Aim of the task:
Lines from the records below that contain the word "already" are to be copied out.

==================================================

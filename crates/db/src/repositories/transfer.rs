//! Transfer repository for batch editing and batch operations.
//!
//! Editing happens under the store's write lock. `transfer` and `reverse`
//! run the engine against a [`StagedLedger`] snapshot outside the lock and
//! publish with a version compare-and-swap, retrying on conflict.

use std::sync::Arc;

use budgetctl_core::budget::BudgetBook;
use budgetctl_core::transfer::{
    BudgetTransfer, TransferEngine, TransferError, TransferItem, TransferOutcome,
};
use budgetctl_shared::types::{
    BudgetControlId, BudgetLineId, BudgetScopeId, TransferId, TransferItemId,
};
use budgetctl_shared::{BatchMode, TransferConfig};
use rust_decimal::Decimal;
use tracing::{debug, info, warn};

use crate::staging::StagedLedger;
use crate::store::{MemoryStore, Versioned};

/// Transfer repository backed by a [`MemoryStore`].
#[derive(Debug, Clone)]
pub struct TransferRepository {
    store: Arc<MemoryStore>,
    engine: TransferEngine,
    max_conflict_retries: u32,
}

impl TransferRepository {
    /// Creates a repository using the engine and retry policy from `config`.
    #[must_use]
    pub fn new(store: Arc<MemoryStore>, config: &TransferConfig) -> Self {
        Self {
            store,
            engine: TransferEngine::from_config(config),
            max_conflict_retries: config.max_conflict_retries,
        }
    }

    /// Creates an empty draft batch in `scope_id`.
    pub fn create(
        &self,
        name: impl Into<String>,
        scope_id: BudgetScopeId,
    ) -> Result<BudgetTransfer, TransferError> {
        let batch = BudgetTransfer::new(name, scope_id)?;
        let mut state = self.store.write()?;
        state.book.scope(scope_id)?;
        state
            .transfers
            .insert(batch.id, Versioned::new(batch.clone()));
        info!(transfer_id = %batch.id, %scope_id, name = %batch.name, "Transfer created");
        Ok(batch)
    }

    /// Looks up a batch.
    pub fn get(&self, id: TransferId) -> Result<BudgetTransfer, TransferError> {
        let state = self.store.read()?;
        state
            .transfers
            .get(&id)
            .map(|entry| entry.value.clone())
            .ok_or(TransferError::TransferNotFound(id))
    }

    /// Every batch, ordered by ID.
    pub fn list(&self) -> Result<Vec<BudgetTransfer>, TransferError> {
        let state = self.store.read()?;
        Ok(state
            .transfers
            .values()
            .map(|entry| entry.value.clone())
            .collect())
    }

    /// Deletes a batch and its items. Only allowed while nothing has been
    /// applied.
    pub fn delete(&self, id: TransferId) -> Result<(), TransferError> {
        let mut state = self.store.write()?;
        let entry = state
            .transfers
            .get(&id)
            .ok_or(TransferError::TransferNotFound(id))?;
        if !entry.value.is_deletable() {
            return Err(TransferError::BatchNotEditable {
                transfer: id,
                state: entry.value.state,
            });
        }
        state.transfers.remove(&id);
        info!(transfer_id = %id, "Transfer deleted");
        Ok(())
    }

    /// Adds a draft item to a batch.
    pub fn add_item(&self, id: TransferId, item: TransferItem) -> Result<TransferItemId, TransferError> {
        self.edit(id, |batch, book| batch.add_item(item, book))
    }

    /// Removes an item from a draft batch.
    pub fn remove_item(&self, id: TransferId, item: TransferItemId) -> Result<TransferItem, TransferError> {
        self.edit(id, |batch, _| batch.remove_item(item))
    }

    /// Changes an item's source sheet and clears its source line.
    pub fn set_source_control(
        &self,
        id: TransferId,
        item: TransferItemId,
        sheet: BudgetControlId,
    ) -> Result<(), TransferError> {
        self.edit(id, |batch, book| batch.set_source_control(item, sheet, book))
    }

    /// Changes an item's target sheet and clears its target line.
    pub fn set_target_control(
        &self,
        id: TransferId,
        item: TransferItemId,
        sheet: BudgetControlId,
    ) -> Result<(), TransferError> {
        self.edit(id, |batch, book| batch.set_target_control(item, sheet, book))
    }

    /// Selects an item's source line.
    pub fn set_source_line(
        &self,
        id: TransferId,
        item: TransferItemId,
        line: BudgetLineId,
    ) -> Result<(), TransferError> {
        self.edit(id, |batch, book| batch.set_source_line(item, line, book))
    }

    /// Selects an item's target line.
    pub fn set_target_line(
        &self,
        id: TransferId,
        item: TransferItemId,
        line: BudgetLineId,
    ) -> Result<(), TransferError> {
        self.edit(id, |batch, book| batch.set_target_line(item, line, book))
    }

    /// Changes the amount an item moves.
    pub fn set_item_amount(
        &self,
        id: TransferId,
        item: TransferItemId,
        amount: Decimal,
    ) -> Result<(), TransferError> {
        self.edit(id, |batch, _| batch.set_item_amount(item, amount))
    }

    /// Transfers every item of a batch.
    pub fn transfer(&self, id: TransferId) -> Result<TransferOutcome, TransferError> {
        self.run(id, BatchOp::Transfer)
    }

    /// Reverses every item of a batch.
    pub fn reverse(&self, id: TransferId) -> Result<TransferOutcome, TransferError> {
        self.run(id, BatchOp::Reverse)
    }

    /// Cancels a batch without touching its items or lines.
    pub fn cancel(&self, id: TransferId) -> Result<(), TransferError> {
        self.edit(id, |batch, _| self.engine.cancel(batch))?;
        info!(transfer_id = %id, "Transfer cancelled");
        Ok(())
    }

    /// Applies `change` to a copy of the batch under the write lock and
    /// stores the copy only if `change` succeeds.
    fn edit<T>(
        &self,
        id: TransferId,
        change: impl FnOnce(&mut BudgetTransfer, &BudgetBook) -> Result<T, TransferError>,
    ) -> Result<T, TransferError> {
        let mut guard = self.store.write()?;
        let state = &mut *guard;
        let entry = state
            .transfers
            .get_mut(&id)
            .ok_or(TransferError::TransferNotFound(id))?;
        let mut batch = entry.value.clone();
        let out = change(&mut batch, &state.book)?;
        entry.replace(batch);
        Ok(out)
    }

    fn run(&self, id: TransferId, op: BatchOp) -> Result<TransferOutcome, TransferError> {
        for attempt in 0..=self.max_conflict_retries {
            let (mut batch, batch_version, mut staged) = {
                let state = self.store.read()?;
                let entry = state
                    .transfers
                    .get(&id)
                    .ok_or(TransferError::TransferNotFound(id))?;
                let staged = StagedLedger::snapshot(&state, &entry.value)?;
                (entry.value.clone(), entry.version, staged)
            };

            let result = match op {
                BatchOp::Transfer => self.engine.transfer(&mut batch, &mut staged),
                BatchOp::Reverse => self.engine.reverse(&mut batch, &mut staged),
            };

            let mut state = self.store.write()?;
            let version = state.transfers.get(&id).map(|entry| entry.version);
            if version != Some(batch_version) || !staged.is_current(&state) {
                drop(state);
                warn!(transfer_id = %id, op = op.name(), attempt, "Concurrent modification, retrying");
                continue;
            }

            // A failed atomic run has already undone its staged writes.
            let publish = result.is_ok() || self.engine.mode() == BatchMode::Literal;
            if publish {
                let lines_written = staged.dirty().len();
                staged.apply(&mut state)?;
                if let Some(entry) = state.transfers.get_mut(&id) {
                    entry.replace(batch);
                }
                debug!(transfer_id = %id, lines_written, "Staged writes published");
            }

            match &result {
                Ok(outcome) => info!(
                    transfer_id = %id,
                    op = op.name(),
                    state = %outcome.state,
                    items = outcome.items,
                    sheets = outcome.touched_sheets.len(),
                    "Transfer batch applied"
                ),
                Err(err) => warn!(
                    transfer_id = %id,
                    op = op.name(),
                    error = %err,
                    partial = publish,
                    "Transfer batch failed"
                ),
            }
            return result;
        }

        warn!(transfer_id = %id, op = op.name(), retries = self.max_conflict_retries, "Giving up after repeated conflicts");
        Err(TransferError::ConcurrentModification(id))
    }
}

#[derive(Debug, Clone, Copy)]
enum BatchOp {
    Transfer,
    Reverse,
}

impl BatchOp {
    fn name(self) -> &'static str {
        match self {
            Self::Transfer => "transfer",
            Self::Reverse => "reverse",
        }
    }
}
//! Budget data types.

use budgetctl_shared::types::{BudgetControlId, BudgetLineId, BudgetScopeId};
use rust_decimal::Decimal;
use serde::{Deserialize, Serialize};

/// A budget scope, typically one budget year.
///
/// Transfers and control sheets both point at a scope; a transfer may only
/// move allocation between sheets of its own scope.
#[derive(Debug, Clone, PartialEq, Eq, Serialize, Deserialize)]
pub struct BudgetScope {
    /// Scope ID.
    pub id: BudgetScopeId,
    /// Display name (e.g. "FY2026").
    pub name: String,
}

impl BudgetScope {
    /// Creates a new scope with a fresh ID.
    #[must_use]
    pub fn new(name: impl Into<String>) -> Self {
        Self {
            id: BudgetScopeId::new(),
            name: name.into(),
        }
    }
}

/// A budget control sheet grouping budget lines.
#[derive(Debug, Clone, PartialEq, Eq, Serialize, Deserialize)]
pub struct BudgetControlSheet {
    /// Sheet ID.
    pub id: BudgetControlId,
    /// Display name.
    pub name: String,
    /// The budget scope this sheet belongs to.
    pub scope_id: BudgetScopeId,
    /// Whether the sheet is active.
    pub active: bool,
}

impl BudgetControlSheet {
    /// Creates a new active sheet under `scope_id`.
    #[must_use]
    pub fn new(name: impl Into<String>, scope_id: BudgetScopeId) -> Self {
        Self {
            id: BudgetControlId::new(),
            name: name.into(),
            scope_id,
            active: true,
        }
    }
}

/// A single allocation amount.
///
/// A line has no activity flag of its own; see [`BudgetLine::is_active`].
#[derive(Debug, Clone, PartialEq, Eq, Serialize, Deserialize)]
pub struct BudgetLine {
    /// Line ID.
    pub id: BudgetLineId,
    /// Owning control sheet, if any.
    pub sheet_id: Option<BudgetControlId>,
    /// Optional label (account or analytic name).
    #[serde(default)]
    pub name: Option<String>,
    /// Allocated amount. Signed.
    pub amount: Decimal,
}

impl BudgetLine {
    /// Creates a new line owned by `sheet_id`.
    #[must_use]
    pub fn new(sheet_id: Option<BudgetControlId>, amount: Decimal) -> Self {
        Self {
            id: BudgetLineId::new(),
            sheet_id,
            name: None,
            amount,
        }
    }

    /// Sets the label.
    #[must_use]
    pub fn with_name(mut self, name: impl Into<String>) -> Self {
        self.name = Some(name.into());
        self
    }

    /// Derived activity: `true` without an owning sheet, otherwise the
    /// sheet's flag.
    ///
    /// `sheet` must be the line's owning sheet as currently stored. The value
    /// is recomputed on each call and never cached.
    #[must_use]
    pub fn is_active(&self, sheet: Option<&BudgetControlSheet>) -> bool {
        match (self.sheet_id, sheet) {
            (None, _) => true,
            (Some(_), Some(sheet)) => sheet.active,
            (Some(_), None) => false,
        }
    }
}
//! Demo state for local development.

use std::io::Write;
use std::path::Path;
use std::sync::Arc;

use anyhow::{Context as _, bail};
use rust_decimal::Decimal;
use tracing::info;

use budgetctl_core::transfer::TransferItem;
use budgetctl_db::{BudgetRepository, CreateLineInput, MemoryStore, TransferRepository};
use budgetctl_shared::TransferConfig;

/// Sheet name, line name, starting amount in cents.
const SHEETS: [(&str, &str, i64); 4] = [
    ("Sales", "Travel", 10_000),
    ("Operations", "Facilities", 2_000),
    ("R&D", "Equipment", 5_000),
    ("Support", "Training", 0),
];

/// One scope, four sheets with one line each, and a draft transfer moving
/// 30.00 from Sales to Operations and 10.00 from R&D to Support.
pub fn demo_store() -> anyhow::Result<MemoryStore> {
    let store = Arc::new(MemoryStore::new());
    let budgets = BudgetRepository::new(Arc::clone(&store));
    let transfers = TransferRepository::new(Arc::clone(&store), &TransferConfig::default());

    let scope = budgets.create_scope("FY2026")?;
    let mut endpoints = Vec::new();
    for (sheet_name, line_name, cents) in SHEETS {
        let sheet = budgets.create_sheet(sheet_name, scope.id)?;
        let line = budgets.create_line(CreateLineInput {
            sheet_id: Some(sheet.id),
            name: Some(line_name.to_string()),
            amount: Decimal::new(cents, 2),
        })?;
        endpoints.push((sheet.id, line.id));
    }

    let transfer = transfers.create("Q1 reallocation", scope.id)?;
    for (from, to, cents) in [(0, 1, 3_000), (2, 3, 1_000)] {
        let (source_sheet, source_line) = endpoints[from];
        let (target_sheet, target_line) = endpoints[to];
        transfers.add_item(
            transfer.id,
            TransferItem::new(source_sheet, target_sheet).with_lines(
                source_line,
                target_line,
                Decimal::new(cents, 2),
            ),
        )?;
    }

    Ok(MemoryStore::from_document(store.to_document()?)?)
}

/// Writes the demo state to `path`. Refuses to overwrite unless `force`.
pub fn write(path: &Path, force: bool, out: &mut impl Write) -> anyhow::Result<()> {
    if path.exists() && !force {
        bail!(
            "State file '{}' already exists. Pass --force to overwrite it.",
            path.display()
        );
    }
    let store = demo_store().context("Failed to build demo state")?;
    store
        .save(path)
        .with_context(|| format!("Failed to write state file '{}'", path.display()))?;
    info!(path = %path.display(), "Demo state written");
    writeln!(out, "Wrote demo state to {}", path.display())?;
    Ok(())
}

==================================================

Task output:
            // A failed atomic run has already undone its staged writes.
            "State file '{}' already exists. Pass --force to overwrite it.",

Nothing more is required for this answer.